(May 2012) Financial repression is alive and well in the Treasury market, and it feeds through to corporate bonds as well. Despite trading at a spread to Treasuries (TLT), corporate bond yields have been dragged down with Treasuries, creating an environment in which even in the corporate bond market, investors might feel compelled to move into longer dated securities in search of yield. One other option would be to move down the credit quality scale into high-yield debt (HYG).
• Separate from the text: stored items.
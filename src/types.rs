// Copyright (C) 2025  Tom Waddington
//
// This program is free software: you can redistribute it and/or modify
// it under the terms of the GNU Affero General Public License as published
// by the Free Software Foundation, either version 3 of the License, or
// (at your option) any later version.
//
// This program is distributed in the hope that it will be useful,
// but WITHOUT ANY WARRANTY; without even the implied warranty of
// MERCHANTABILITY or FITNESS FOR A PARTICULAR PURPOSE.  See the
// GNU Affero General Public License for more details.
//
// You should have received a copy of the GNU Affero General Public License
// along with this program.  If not, see <https://www.gnu.org/licenses/>.

//! Core types for recorded pointer sequences

use std::fmt;
use std::str::FromStr;

use crate::error::{Error, Result};

/// Upper bound of the normalized pointer axis, independent of screen size.
pub const NORMALIZED_MAX: i32 = 65535;

#[derive(Debug, Clone, Copy, PartialEq, Eq, Default)]
pub enum ActionKind {
    #[default]
    PressAndRelease,
    Press,
    Release,
    Move,
}

impl ActionKind {
    pub fn as_str(self) -> &'static str {
        match self {
            ActionKind::PressAndRelease => "click",
            ActionKind::Press => "press",
            ActionKind::Release => "release",
            ActionKind::Move => "move",
        }
    }

    pub fn presses(self) -> bool {
        matches!(self, ActionKind::PressAndRelease | ActionKind::Press)
    }

    pub fn releases(self) -> bool {
        matches!(self, ActionKind::PressAndRelease | ActionKind::Release)
    }
}

impl fmt::Display for ActionKind {
    fn fmt(&self, f: &mut fmt::Formatter<'_>) -> fmt::Result {
        f.write_str(self.as_str())
    }
}

impl FromStr for ActionKind {
    type Err = Error;

    fn from_str(s: &str) -> Result<Self> {
        match s {
            "click" => Ok(ActionKind::PressAndRelease),
            "press" | "push" => Ok(ActionKind::Press),
            "release" => Ok(ActionKind::Release),
            "move" => Ok(ActionKind::Move),
            other => Err(Error::InvalidConfig(format!("unknown action kind '{other}'"))),
        }
    }
}

/// A screen position plus what to do there.
#[derive(Debug, Clone, Copy, PartialEq, Eq, Default)]
pub struct ActionPoint {
    pub x: i32,
    pub y: i32,
    pub kind: ActionKind,
}

impl ActionPoint {
    pub fn new(x: i32, y: i32, kind: ActionKind) -> Self {
        Self { x, y, kind }
    }

    pub fn distance_to(&self, x: i32, y: i32) -> f64 {
        let dx = f64::from(x - self.x);
        let dy = f64::from(y - self.y);
        dx.hypot(dy)
    }

    pub fn distance(&self, other: &ActionPoint) -> f64 {
        self.distance_to(other.x, other.y)
    }

    /// Bearing in radians from this point toward `(x, y)`, measured from the +x axis.
    pub fn angle_to(&self, x: i32, y: i32) -> f64 {
        f64::from(y - self.y).atan2(f64::from(x - self.x))
    }
}

impl fmt::Display for ActionPoint {
    fn fmt(&self, f: &mut fmt::Formatter<'_>) -> fmt::Result {
        write!(f, "{} {} {}", self.kind, self.x, self.y)
    }
}

#[derive(Debug, Clone, PartialEq)]
pub struct PlaybackConfig {
    // Pointer travel rate divisor; larger is faster
    pub speed: f64,
    // Hold time between press and release
    pub click_duration_ms: u64,
    pub delay_after_action_ms: u64,
    pub delay_after_pass_ms: u64,
    // 0 repeats until cancelled
    pub repeat_count: u64,
    // Seconds counted down before the first action
    pub countdown: u32,
    // Jitter as a fraction (0.0 to 1.0) of the configured delays
    pub jitter: f64,
    // Capture through the global hook instead of the terminal surface
    pub interactive: bool,
}

impl Default for PlaybackConfig {
    fn default() -> Self {
        Self {
            speed: 0.6,
            click_duration_ms: 0,
            delay_after_action_ms: 0,
            delay_after_pass_ms: 0,
            repeat_count: 0,
            countdown: 3,
            jitter: 0.0,
            interactive: true,
        }
    }
}

impl PlaybackConfig {
    pub fn validate(&self) -> Result<()> {
        if !self.speed.is_finite() || self.speed <= 0.0 {
            return Err(Error::InvalidConfig(format!(
                "speed must be a positive number, got {}",
                self.speed
            )));
        }
        if !(0.0..=1.0).contains(&self.jitter) {
            return Err(Error::InvalidConfig(format!(
                "jitter must be between 0.0 and 1.0, got {}",
                self.jitter
            )));
        }
        Ok(())
    }
}

/// Everything persisted between sessions: the sequence and its playback configuration.
#[derive(Debug, Clone, Default, PartialEq)]
pub struct Settings {
    pub points: Vec<ActionPoint>,
    pub config: PlaybackConfig,
}

/// Size of the primary display plus the OS scale applied to reported cursor positions.
#[derive(Debug, Clone, Copy, PartialEq)]
pub struct DisplayGeometry {
    pub width: i32,
    pub height: i32,
    pub scale_x: f64,
    pub scale_y: f64,
}

impl DisplayGeometry {
    pub fn new(width: i32, height: i32) -> Self {
        Self {
            width,
            height,
            scale_x: 1.0,
            scale_y: 1.0,
        }
    }

    /// Maps screen pixels onto the normalized axis. Off-screen positions are
    /// pinned to the nearest display edge.
    pub fn normalize(&self, x: i32, y: i32) -> NormalizedPoint {
        NormalizedPoint {
            x: to_axis(scale_axis(i64::from(x), i64::from(NORMALIZED_MAX), self.width)),
            y: to_axis(scale_axis(i64::from(y), i64::from(NORMALIZED_MAX), self.height)),
        }
    }

    /// Normalizes a position reported by the OS, undoing the display scale first.
    pub fn normalize_reported(&self, x: i32, y: i32) -> NormalizedPoint {
        let x = (f64::from(x) / self.scale_x) as i32;
        let y = (f64::from(y) / self.scale_y) as i32;
        self.normalize(x, y)
    }

    pub fn denormalize(&self, point: NormalizedPoint) -> (i32, i32) {
        (
            to_pixel(scale_axis(i64::from(point.x), i64::from(self.width), NORMALIZED_MAX)),
            to_pixel(scale_axis(i64::from(point.y), i64::from(self.height), NORMALIZED_MAX)),
        )
    }
}

fn scale_axis(value: i64, numerator: i64, denominator: i32) -> i64 {
    if denominator <= 0 {
        return 0;
    }
    value * numerator / i64::from(denominator)
}

fn to_axis(value: i64) -> i32 {
    value.clamp(0, i64::from(NORMALIZED_MAX)) as i32
}

fn to_pixel(value: i64) -> i32 {
    i32::try_from(value).unwrap_or(if value < 0 { i32::MIN } else { i32::MAX })
}

/// A position on the fixed 0..=65535 axis used when commanding pointer movement.
#[derive(Debug, Clone, Copy, PartialEq, Eq, Default)]
pub struct NormalizedPoint {
    pub x: i32,
    pub y: i32,
}

#[cfg(test)]
mod tests {
    use super::*;

    #[test]
    fn test_default_point_is_click_at_origin() {
        let point = ActionPoint::default();
        assert_eq!(point, ActionPoint::new(0, 0, ActionKind::PressAndRelease));
    }

    #[test]
    fn test_clone_is_unlinked() {
        let original = ActionPoint::new(10, 20, ActionKind::Press);
        let mut copy = original.clone();
        assert_eq!(copy, original);

        copy.x = 99;
        copy.kind = ActionKind::Move;
        assert_eq!(original.x, 10);
        assert_eq!(original.kind, ActionKind::Press);
    }

    #[test]
    fn test_distance() {
        let a = ActionPoint::new(50, 50, ActionKind::Press);
        assert_eq!(a.distance_to(80, 50), 30.0);
        assert!((a.distance_to(52, 51) - 5f64.sqrt()).abs() < 1e-9);
        assert_eq!(a.distance(&ActionPoint::new(53, 54, ActionKind::Move)), 5.0);
    }

    #[test]
    fn test_angle_to() {
        let a = ActionPoint::new(0, 0, ActionKind::Move);
        assert_eq!(a.angle_to(10, 0), 0.0);
        assert!((a.angle_to(0, 10) - std::f64::consts::FRAC_PI_2).abs() < 1e-9);
        assert!((a.angle_to(-10, 0) - std::f64::consts::PI).abs() < 1e-9);
    }

    #[test]
    fn test_kind_parse() {
        assert_eq!("click".parse::<ActionKind>().unwrap(), ActionKind::PressAndRelease);
        assert_eq!("push".parse::<ActionKind>().unwrap(), ActionKind::Press);
        assert!("drag".parse::<ActionKind>().is_err());
    }

    #[test]
    fn test_config_validation() {
        assert!(PlaybackConfig::default().validate().is_ok());

        let zero_speed = PlaybackConfig {
            speed: 0.0,
            ..PlaybackConfig::default()
        };
        assert!(matches!(zero_speed.validate(), Err(Error::InvalidConfig(_))));

        let bad_jitter = PlaybackConfig {
            jitter: 1.5,
            ..PlaybackConfig::default()
        };
        assert!(bad_jitter.validate().is_err());
    }

    #[test]
    fn test_normalize() {
        let display = DisplayGeometry::new(1920, 1080);
        assert_eq!(display.normalize(0, 0), NormalizedPoint { x: 0, y: 0 });
        assert_eq!(
            display.normalize(1920, 1080),
            NormalizedPoint {
                x: NORMALIZED_MAX,
                y: NORMALIZED_MAX
            }
        );
        assert_eq!(display.normalize(960, 540), NormalizedPoint { x: 32767, y: 32767 });
    }

    #[test]
    fn test_normalize_reported_undoes_scale() {
        let display = DisplayGeometry {
            scale_x: 2.0,
            scale_y: 2.0,
            ..DisplayGeometry::new(1000, 1000)
        };
        assert_eq!(display.normalize_reported(1000, 500), display.normalize(500, 250));
    }

    #[test]
    fn test_normalize_pins_off_screen_points_to_edges() {
        let display = DisplayGeometry::new(1920, 1080);
        assert_eq!(
            display.normalize(100_000_000, 540),
            NormalizedPoint {
                x: NORMALIZED_MAX,
                y: 32767
            }
        );
        assert_eq!(display.normalize(i32::MIN, i32::MAX), NormalizedPoint { x: 0, y: NORMALIZED_MAX });
        assert_eq!(display.normalize(-5, 2000), NormalizedPoint { x: 0, y: NORMALIZED_MAX });
    }

    #[test]
    fn test_denormalize() {
        let display = DisplayGeometry::new(1920, 1080);
        assert_eq!(display.denormalize(NormalizedPoint { x: 0, y: 0 }), (0, 0));
        assert_eq!(
            display.denormalize(NormalizedPoint {
                x: NORMALIZED_MAX,
                y: NORMALIZED_MAX
            }),
            (1920, 1080)
        );
    }
}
I often hear financial pundits ask why anyone would buy Treasuries at these levels. It’s important to keep in mind that the Fed has been a very large buyer in that market, and it doesn’t seem to care about price. Also, new capital buffer requirements effectively force certain institutions to buy larger amounts of Treasuries than they otherwise would (some are already preparing for the higher buffers). And, every so often, we get the seemingly never-ending “flight to collateral” (as opposed to the often cited “flight to safety”) bid Treasuries receive when some new economic worry sends “risk” assets lower.
Between the Fed’s buying, new capital buffers for banks, and the “flight to collateral,” there will be big buyers in the market for some time to come. Furthermore, the extreme negative sentiment among money managers and the low household ownership of Treasuries indicate that selling pressure from those two segments of the investing community is not something likely to overwhelm the market in the foreseeable future.